Dans la discothèque chez mes parents, il n'y avait qu'un remède pour me guérir de mes allergies à la chanson française: le saxo de John Coltrane. Car en plus des disques poussiéreux de Guy Béart, de Philippe Clay, de Patachou ou de Mouloudji, mes parents avaient aussi A Love Supreme de John Coltrane.

Je me suis longtemps demandé ce que la fille de 12 ans que j'étais pouvait comprendre à la musique de Coltrane et pourquoi diable j'aimais ça. J'ai peut-être obtenu un début de réponse avec le documentaire Chasing Trane de John Scheinfeld, qui signe le premier film autorisé sur ce géant et génie du jazz, mort trop jeune à 40 ans.

Disons-le d'emblée, certains purs et durs de Coltrane comme ce critique du New York Times ont trouvé le film linéaire et mièvre, lui reprochant de n'avoir pris aucun risque créatif sur le plan du récit pour décrire un musicien révolutionnaire qui, lui, n'a cessé de prendre des risques toute sa vie.

C'est peut-être juste comme critique, mais pour de simples amateurs comme moi qui dans le fond connaissent peu de choses sur la vie de John Coltrane, ce film est intéressant, riche et instructif. Il nous fait comprendre pourquoi John Coltrane n'a pas juste marqué les petites filles de 12 ans, mais l'histoire universelle de la musique, comme Bach, et celle de l'art en général, comme Picasso.

Il y en a qui jouent du jazz. Il y en a qui jouent du blues. John Coltrane, lui, joue la vie. 

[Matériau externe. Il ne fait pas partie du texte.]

//! End-to-end scenarios for the nightly pass, driven tick by tick.

use super::mock_hw::{PIN_A, PIN_B, at, garden};

use sprinkler::app::events::{AppEvent, Origin};
use sprinkler::line::LineState;
use sprinkler::pins::Level;
use sprinkler::scheduler::Phase;

fn switched(line: usize, state: LineState, origin: Origin) -> AppEvent {
    AppEvent::LineSwitched {
        line,
        state,
        origin,
    }
}

// ── Nightly pass ──────────────────────────────────────────────

#[test]
fn two_lines_run_in_order_with_a_gap() {
    let (mut c, mut sink) = garden();
    assert_eq!(sink.take(), vec![AppEvent::Started(2)]);

    c.tick(at(1, 22, 59), &mut sink);
    assert!(sink.events.is_empty());

    c.tick(at(1, 23, 0), &mut sink);
    assert_eq!(c.driver().is_high(PIN_A), Some(true));

    c.tick(at(1, 23, 20), &mut sink);
    assert_eq!(c.driver().is_high(PIN_A), Some(false));
    assert_eq!(c.driver().high_pins().count(), 0);

    c.tick(at(1, 23, 22), &mut sink);
    assert_eq!(c.driver().is_high(PIN_B), Some(true));

    c.tick(at(1, 23, 42), &mut sink);
    c.tick(at(1, 23, 44), &mut sink);
    assert_eq!(c.scheduler().phase(), Phase::Done);
    assert_eq!(c.next_fire_time(), at(2, 23, 0));

    assert_eq!(
        sink.take(),
        vec![
            switched(1, LineState::On, Origin::Schedule),
            switched(1, LineState::Off, Origin::Schedule),
            switched(2, LineState::On, Origin::Schedule),
            switched(2, LineState::Off, Origin::Schedule),
            AppEvent::DayComplete,
        ]
    );
    assert_eq!(
        c.driver().writes(),
        &[
            (PIN_A, Level::High),
            (PIN_A, Level::Low),
            (PIN_B, Level::High),
            (PIN_B, Level::Low),
        ]
    );
}

#[test]
fn pass_repeats_the_next_night() {
    let (mut c, mut sink) = garden();
    c.tick(at(1, 23, 50), &mut sink);
    assert_eq!(c.scheduler().phase(), Phase::Done);

    c.tick(at(2, 23, 0), &mut sink);
    assert_eq!(c.driver().is_high(PIN_A), Some(true));
}

// ── Skip ──────────────────────────────────────────────────────

#[test]
fn skip_during_first_run_cancels_second_line() {
    let (mut c, mut sink) = garden();
    c.tick(at(1, 23, 0), &mut sink);
    sink.take();

    c.dispatch("skip", 2, at(1, 23, 10), &mut sink).unwrap();
    assert_eq!(sink.take(), vec![AppEvent::SkipRequested(2)]);
    // Skipping does not touch any pin.
    assert_eq!(c.driver().is_high(PIN_A), Some(true));

    c.tick(at(1, 23, 20), &mut sink);
    c.tick(at(1, 23, 22), &mut sink);
    assert_eq!(
        sink.take(),
        vec![
            switched(1, LineState::Off, Origin::Schedule),
            AppEvent::RunSkipped(2),
            AppEvent::DayComplete,
        ]
    );
    assert_eq!(c.driver().level(PIN_B), None);
    assert_eq!(c.scheduler().phase(), Phase::Done);

    // Only tonight's run is cancelled.
    let status = c.status(2, at(1, 23, 30)).unwrap();
    assert_eq!(status.records()[0].next_run_start, Some(at(2, 23, 22)));
}

// ── Manual start ──────────────────────────────────────────────

#[test]
fn manual_start_preempts_running_line() {
    let (mut c, mut sink) = garden();
    c.tick(at(1, 23, 0), &mut sink);
    sink.take();

    let report = c.dispatch("start", 2, at(1, 23, 5), &mut sink).unwrap();
    assert_eq!(report.records()[0].state, LineState::On);
    assert_eq!(
        sink.take(),
        vec![
            switched(1, LineState::Off, Origin::Operator),
            switched(2, LineState::On, Origin::Operator),
        ]
    );
    assert_eq!(c.driver().high_pins().collect::<Vec<_>>(), vec![PIN_B]);

    // A's interrupted run is not resumed; B is released at A's boundary.
    c.tick(at(1, 23, 20), &mut sink);
    assert_eq!(sink.take(), vec![switched(2, LineState::Off, Origin::Schedule)]);

    // B still gets its own automatic slot.
    c.tick(at(1, 23, 22), &mut sink);
    assert_eq!(sink.take(), vec![switched(2, LineState::On, Origin::Schedule)]);
    assert_eq!(c.scheduler().active_line(), Some(2));
}

#[test]
fn manual_run_outside_the_pass_ends_after_one_run_duration() {
    let (mut c, mut sink) = garden();
    c.dispatch("start", 1, at(1, 14, 0), &mut sink).unwrap();
    assert_eq!(c.next_fire_time(), at(1, 14, 20));

    c.tick(at(1, 14, 19), &mut sink);
    assert_eq!(c.driver().is_high(PIN_A), Some(true));

    c.tick(at(1, 14, 20), &mut sink);
    assert_eq!(c.driver().is_high(PIN_A), Some(false));

    let status = c.status(1, at(1, 15, 0)).unwrap();
    assert_eq!(status.records()[0].last_run_end, Some(at(1, 14, 20)));
    assert_eq!(status.records()[0].next_run_start, Some(at(1, 23, 0)));
}

// ── Hardware faults ───────────────────────────────────────────

#[test]
fn failed_off_write_keeps_line_on_until_retried() {
    let (mut c, mut sink) = garden();
    c.tick(at(1, 23, 0), &mut sink);
    sink.take();

    c.driver_mut().fail_pin(PIN_A);
    c.tick(at(1, 23, 20), &mut sink);
    assert_eq!(sink.faults(), 1);
    let a = c.status(1, at(1, 23, 20)).unwrap();
    assert_eq!(a.records()[0].state, LineState::On);

    c.driver_mut().heal(PIN_A);
    let a = c.dispatch("stop", 1, at(1, 23, 21), &mut sink).unwrap();
    assert_eq!(a.records()[0].state, LineState::Off);
    assert_eq!(c.driver().is_high(PIN_A), Some(false));

    // The sequence carries on.
    c.tick(at(1, 23, 22), &mut sink);
    assert_eq!(c.driver().is_high(PIN_B), Some(true));
}

#[test]
fn failed_activation_abandons_that_run_only() {
    let (mut c, mut sink) = garden();
    c.driver_mut().fail_pin(PIN_A);
    c.tick(at(1, 23, 0), &mut sink);

    assert_eq!(sink.faults(), 1);
    assert_eq!(c.scheduler().active_line(), None);
    assert_eq!(c.driver().high_pins().count(), 0);

    c.tick(at(1, 23, 22), &mut sink);
    assert_eq!(c.driver().is_high(PIN_B), Some(true));
}

// ── Shutdown ──────────────────────────────────────────────────

#[test]
fn shutdown_closes_the_running_line() {
    let (mut c, mut sink) = garden();
    c.tick(at(1, 23, 0), &mut sink);
    sink.take();

    c.shutdown(at(1, 23, 3), &mut sink).unwrap();
    assert_eq!(
        sink.take(),
        vec![
            switched(1, LineState::Off, Origin::Shutdown),
            AppEvent::Shutdown
        ]
    );
    assert_eq!(c.driver().high_pins().count(), 0);
}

Les paroles sont du guitariste Carlos Santana, un grand fan de Coltrane et un des nombreux qui témoignent dans un film où le narrateur qui parle au «je» au nom de John Coltrane est nul autre que l'acteur Denzel Washington.

Et si ce name-dropping ne suffit pas, sachez que l'ancien président Bill Clinton témoigne lui aussi, de même que les amis musiciens de Coltrane, des noms connus comme McCoy Tyner, Wayne Shorter et le vieux Sonny Rollins, ainsi que deux des trois fils de Coltrane. De toute évidence, le réalisateur a eu accès à l'ensemble de la preuve, y compris ces films maison où l'on voit Coltrane marié à la pianiste Alice McLeod et père de trois gamins s'épivarder sur le gazon de son bungalow à Long Island.

Peut-être que ce qui manque le plus à ce film, c'est la voix de Coltrane. Pas une fois pendant les 90 minutes du film n'entend-on le son de sa voix, preuve que les jazzmen n'étaient pas les invités de prédilection des talk-shows ni le sujet des reportages télé de l'époque.

Le son de son saxo, par contre, est partout, incrusté dans chaque plan, un son reconnaissable des kilomètres à la ronde, un son qui, selon certains, a réarrangé les structures moléculaires de la musique, un son frais, nouveau, à la fois intense et accessible au sens le plus pur du mot.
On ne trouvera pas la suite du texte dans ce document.